The night sky is quite dark, with only a minor sky-glow on the western horizon from
the lights of Kingman (30 miles away), and a barely perceptable glow on the
southeastern horizon from Phoenix (140 miles away).
With an average annual rainfall of 9 inches, most nights are clear. There are no
major industrial or residential areas nearby, and relative humidity is often in
the 10% to 20% range, so sky transparency is generally excellent.
The one site disadvantage is that "seeing" conditions are seldom optimal. The
observatory has rising terrain to the East and South, and is generally in a
mountainous region, so upper air turbulence is usually present. This limits "seeing"
to about 2 or 3 arc-seconds on a good night, but it is often much worse than that.

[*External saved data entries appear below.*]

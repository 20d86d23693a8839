//! Construction of the security-constrained unit commitment MILP.
//!
//! Variables are allocated first by the [`VariableManager`]; the objective and constraint builders
//! then reference them by index. The input is only ever read.
use crate::error::ScucResult;
use crate::instance::UCInput;
use crate::milp::{LinearExpr, Problem};
use log::{debug, info};

mod constraints;
mod objective;
mod variables;
pub use variables::{VariableBlock, VariableManager};

/// A fully built problem together with the index of its variables
#[derive(Debug, Clone, PartialEq)]
pub struct Formulation {
    /// The MILP handed to the solver
    pub problem: Problem,
    /// Lookup from (entity, hour) to column
    pub vars: VariableManager,
}

/// Build the complete MILP for the given instance.
///
/// # Arguments
///
/// * `input` - The normalised problem instance, including network factors
///
/// # Returns
///
/// The problem and the variable index needed to read a solution back.
pub fn build_formulation(input: &UCInput) -> ScucResult<Formulation> {
    let mut problem = Problem::default();
    let vars = VariableManager::build(&mut problem, input)?;
    for (family, block) in vars.iter_blocks().filter(|(_, block)| !block.is_empty()) {
        debug!(
            "{family}: {} entities over {} hours",
            block.num_entities(),
            vars.time_horizon()
        );
    }
    objective::add_objective(&mut problem, input, &vars);
    constraints::add_constraints(&mut problem, input, &vars);

    info!(
        "Built model with {} columns ({} integer) and {} rows",
        problem.num_columns(),
        problem.num_integer_columns(),
        problem.num_rows()
    );

    Ok(Formulation { problem, vars })
}

/// Output of thermal unit `g` in hour `t`, i.e. `p_min * u(g, t) + p(g, t)`.
///
/// Hour `-1` (`t == None`) gives the constant initial output.
pub fn thermal_output(
    input: &UCInput,
    vars: &VariableManager,
    g: usize,
    t: Option<usize>,
) -> LinearExpr {
    let unit = &input.thermal_gens[g];
    match t {
        None => {
            let mut expr = LinearExpr::new();
            expr.add_constant(unit.initial_power);
            expr
        }
        Some(t) => {
            let mut expr = LinearExpr::from_var(vars.commitment(g, t), unit.p_min);
            expr.add_term(vars.production(g, t), 1.0);
            expr
        }
    }
}

/// Commitment of thermal unit `g` in hour `t`, with hour `-1` given by the initial status
pub fn commitment_expr(
    input: &UCInput,
    vars: &VariableManager,
    g: usize,
    t: Option<usize>,
) -> LinearExpr {
    match t {
        None => {
            let mut expr = LinearExpr::new();
            if input.thermal_gens[g].initially_on() {
                expr.add_constant(1.0);
            }
            expr
        }
        Some(t) => LinearExpr::from_var(vars.commitment(g, t), 1.0),
    }
}

/// Shutdown indicator of unit `g` in hour `t`: `u(t - 1) - u(t) + w(t)`
pub fn shutdown_expr(input: &UCInput, vars: &VariableManager, g: usize, t: usize) -> LinearExpr {
    let mut expr = commitment_expr(input, vars, g, t.checked_sub(1));
    expr.add_term(vars.commitment(g, t), -1.0)
        .add_term(vars.startup(g, t), 1.0);
    expr
}

/// Net injection at every bus in hour `t` (generation minus load, with curtailment counted as
/// negative load)
pub fn net_injections(input: &UCInput, vars: &VariableManager, t: usize) -> Vec<LinearExpr> {
    let mut injections: Vec<LinearExpr> = input.nodal_demand[t]
        .iter()
        .enumerate()
        .map(|(b, demand)| {
            let mut expr = LinearExpr::from_var(vars.curtailment(b, t), 1.0);
            expr.add_constant(-demand);
            expr
        })
        .collect();

    for (g, unit) in input.thermal_gens.iter().enumerate() {
        injections[unit.bus].add_scaled(&thermal_output(input, vars, g, Some(t)), 1.0);
    }
    for (p, unit) in input.profiled_gens.iter().enumerate() {
        injections[unit.bus].add_term(vars.profiled(p, t), 1.0);
    }
    for (d, load) in input.price_sensitive_loads.iter().enumerate() {
        injections[load.bus].add_term(vars.served(d, t), -1.0);
    }

    injections
}

/// Base-case flow on line `l`: the PTDF-weighted sum of the net injections
pub fn base_flow(input: &UCInput, injections: &[LinearExpr], l: usize) -> LinearExpr {
    let mut flow = LinearExpr::new();
    for (b, factor) in input.factors.iter_ptdf_row(l) {
        flow.add_scaled(&injections[b], factor);
    }
    flow
}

Windy conditions often occur at ground
level as well, in sufficient force to cause the telescope to oscillate up to several
arc-minutes (in severe wind). This is countered by a 14' high wind-screen (2x4 frame
and plywood) surrounding the observatory. This wind-screen limits observations to
objects about 30 degrees or higher from the horizon, though some panels can be removed
in special circumstances, such as for viewing far southern objects like Omega Centauri.
The telescope is housed in a 10' by 24' wood-frame structure. One half of the structure
contains the telescope, and the roof rolls off that half onto the other part of the
structure. The walls are 8' high, but those in the observatory side are split at 4',
and fold down for observing sessions.